HOW TO COMPLETE THIS TASK: Each line of the records that includes "trait" should be found and copied.

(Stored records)
╭──

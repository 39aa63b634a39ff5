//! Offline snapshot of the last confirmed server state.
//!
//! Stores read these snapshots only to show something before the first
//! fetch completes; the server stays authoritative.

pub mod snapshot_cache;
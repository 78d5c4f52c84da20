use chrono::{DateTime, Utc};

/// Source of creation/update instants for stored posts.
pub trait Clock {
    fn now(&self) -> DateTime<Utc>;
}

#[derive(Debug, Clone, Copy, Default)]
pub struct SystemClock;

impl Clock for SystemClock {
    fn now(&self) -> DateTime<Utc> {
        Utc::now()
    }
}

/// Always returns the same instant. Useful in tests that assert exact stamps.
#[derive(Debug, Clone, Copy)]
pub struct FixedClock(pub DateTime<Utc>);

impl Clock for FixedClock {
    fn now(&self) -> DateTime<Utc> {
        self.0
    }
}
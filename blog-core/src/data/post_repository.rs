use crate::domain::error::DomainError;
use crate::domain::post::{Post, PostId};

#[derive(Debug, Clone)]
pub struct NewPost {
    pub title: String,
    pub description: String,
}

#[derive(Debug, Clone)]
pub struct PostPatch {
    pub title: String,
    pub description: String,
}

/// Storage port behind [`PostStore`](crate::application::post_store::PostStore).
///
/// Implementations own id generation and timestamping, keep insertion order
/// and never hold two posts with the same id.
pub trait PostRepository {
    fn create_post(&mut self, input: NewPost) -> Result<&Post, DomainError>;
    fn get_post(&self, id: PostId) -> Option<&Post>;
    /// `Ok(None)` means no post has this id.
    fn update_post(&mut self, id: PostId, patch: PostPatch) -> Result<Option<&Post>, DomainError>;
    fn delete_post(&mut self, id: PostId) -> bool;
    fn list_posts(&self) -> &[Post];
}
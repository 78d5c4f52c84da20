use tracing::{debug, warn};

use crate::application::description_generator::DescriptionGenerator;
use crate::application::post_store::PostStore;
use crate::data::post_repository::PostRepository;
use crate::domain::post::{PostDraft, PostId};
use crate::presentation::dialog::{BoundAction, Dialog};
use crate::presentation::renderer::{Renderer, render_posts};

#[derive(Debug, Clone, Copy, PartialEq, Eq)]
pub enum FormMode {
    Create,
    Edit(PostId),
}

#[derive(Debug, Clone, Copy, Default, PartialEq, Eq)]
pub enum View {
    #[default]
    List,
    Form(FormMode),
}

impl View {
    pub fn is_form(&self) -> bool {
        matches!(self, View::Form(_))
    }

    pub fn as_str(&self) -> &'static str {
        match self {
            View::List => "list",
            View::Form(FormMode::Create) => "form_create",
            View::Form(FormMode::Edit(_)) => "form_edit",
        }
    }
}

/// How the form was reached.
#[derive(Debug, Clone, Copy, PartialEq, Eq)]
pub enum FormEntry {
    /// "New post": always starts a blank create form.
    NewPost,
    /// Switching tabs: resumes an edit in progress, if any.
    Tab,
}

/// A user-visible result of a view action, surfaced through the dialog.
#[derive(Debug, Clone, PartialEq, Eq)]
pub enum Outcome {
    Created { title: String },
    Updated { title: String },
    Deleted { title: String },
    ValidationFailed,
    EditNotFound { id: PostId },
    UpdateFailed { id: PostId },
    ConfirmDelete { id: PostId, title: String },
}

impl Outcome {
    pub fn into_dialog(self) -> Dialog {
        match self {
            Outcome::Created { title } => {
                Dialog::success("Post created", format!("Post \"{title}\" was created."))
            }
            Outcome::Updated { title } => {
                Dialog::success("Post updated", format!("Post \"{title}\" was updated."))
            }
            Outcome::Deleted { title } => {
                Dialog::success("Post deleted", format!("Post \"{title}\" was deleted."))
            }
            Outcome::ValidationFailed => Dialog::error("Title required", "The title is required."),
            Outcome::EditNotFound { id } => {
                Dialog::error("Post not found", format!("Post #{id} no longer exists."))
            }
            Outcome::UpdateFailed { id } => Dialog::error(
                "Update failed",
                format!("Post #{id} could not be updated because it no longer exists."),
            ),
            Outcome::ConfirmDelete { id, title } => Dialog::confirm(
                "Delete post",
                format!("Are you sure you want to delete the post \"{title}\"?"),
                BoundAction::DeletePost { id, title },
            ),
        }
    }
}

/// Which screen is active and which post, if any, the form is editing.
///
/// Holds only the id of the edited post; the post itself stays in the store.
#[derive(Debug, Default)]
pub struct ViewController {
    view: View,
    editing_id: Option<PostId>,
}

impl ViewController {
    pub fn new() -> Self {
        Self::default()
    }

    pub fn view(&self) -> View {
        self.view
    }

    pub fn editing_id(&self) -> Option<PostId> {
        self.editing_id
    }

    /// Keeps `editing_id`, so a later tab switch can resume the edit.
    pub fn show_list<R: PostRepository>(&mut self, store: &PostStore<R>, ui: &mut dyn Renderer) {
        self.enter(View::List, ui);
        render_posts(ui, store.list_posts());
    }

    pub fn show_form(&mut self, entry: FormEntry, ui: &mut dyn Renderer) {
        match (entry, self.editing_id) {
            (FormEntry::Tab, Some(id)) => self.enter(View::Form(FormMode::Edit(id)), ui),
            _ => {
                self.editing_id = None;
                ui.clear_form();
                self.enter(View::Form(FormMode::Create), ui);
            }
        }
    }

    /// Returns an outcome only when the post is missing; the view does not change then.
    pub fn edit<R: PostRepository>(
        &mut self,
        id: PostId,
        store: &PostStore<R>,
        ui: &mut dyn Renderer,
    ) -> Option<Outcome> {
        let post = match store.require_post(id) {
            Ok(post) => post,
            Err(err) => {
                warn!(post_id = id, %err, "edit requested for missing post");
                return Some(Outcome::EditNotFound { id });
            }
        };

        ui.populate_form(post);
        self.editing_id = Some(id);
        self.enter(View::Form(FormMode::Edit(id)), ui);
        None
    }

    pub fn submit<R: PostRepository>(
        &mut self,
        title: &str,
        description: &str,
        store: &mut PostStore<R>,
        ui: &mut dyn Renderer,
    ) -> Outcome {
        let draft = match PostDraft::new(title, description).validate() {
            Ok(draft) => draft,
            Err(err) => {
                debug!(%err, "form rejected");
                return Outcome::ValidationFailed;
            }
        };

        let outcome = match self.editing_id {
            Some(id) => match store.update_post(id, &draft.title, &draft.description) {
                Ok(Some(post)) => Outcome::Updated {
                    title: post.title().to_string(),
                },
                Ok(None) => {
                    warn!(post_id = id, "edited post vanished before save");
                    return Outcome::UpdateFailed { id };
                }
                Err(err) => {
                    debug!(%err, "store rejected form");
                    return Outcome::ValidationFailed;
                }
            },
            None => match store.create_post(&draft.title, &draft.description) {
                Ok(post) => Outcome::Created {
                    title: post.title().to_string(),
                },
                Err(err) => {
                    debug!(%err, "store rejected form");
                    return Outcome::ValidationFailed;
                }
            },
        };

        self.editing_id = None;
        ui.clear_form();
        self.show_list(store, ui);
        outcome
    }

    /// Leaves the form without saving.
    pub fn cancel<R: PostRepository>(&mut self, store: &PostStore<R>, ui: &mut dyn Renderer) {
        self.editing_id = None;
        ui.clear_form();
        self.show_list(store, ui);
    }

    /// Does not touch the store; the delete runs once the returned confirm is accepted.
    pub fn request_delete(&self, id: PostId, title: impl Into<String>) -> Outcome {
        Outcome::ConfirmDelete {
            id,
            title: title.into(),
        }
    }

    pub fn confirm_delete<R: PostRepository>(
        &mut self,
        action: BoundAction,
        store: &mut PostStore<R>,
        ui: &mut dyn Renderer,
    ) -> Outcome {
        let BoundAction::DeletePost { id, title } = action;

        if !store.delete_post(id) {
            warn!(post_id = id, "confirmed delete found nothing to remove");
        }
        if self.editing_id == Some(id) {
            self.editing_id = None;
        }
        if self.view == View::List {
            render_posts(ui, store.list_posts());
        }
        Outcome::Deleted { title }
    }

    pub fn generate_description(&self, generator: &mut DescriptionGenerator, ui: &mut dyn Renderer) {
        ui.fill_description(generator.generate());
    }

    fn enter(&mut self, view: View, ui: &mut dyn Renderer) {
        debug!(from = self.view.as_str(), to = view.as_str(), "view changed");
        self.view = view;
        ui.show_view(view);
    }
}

╰──

EXPECTED OUTPUT:
pub trait Clock {
pub trait PostRepository {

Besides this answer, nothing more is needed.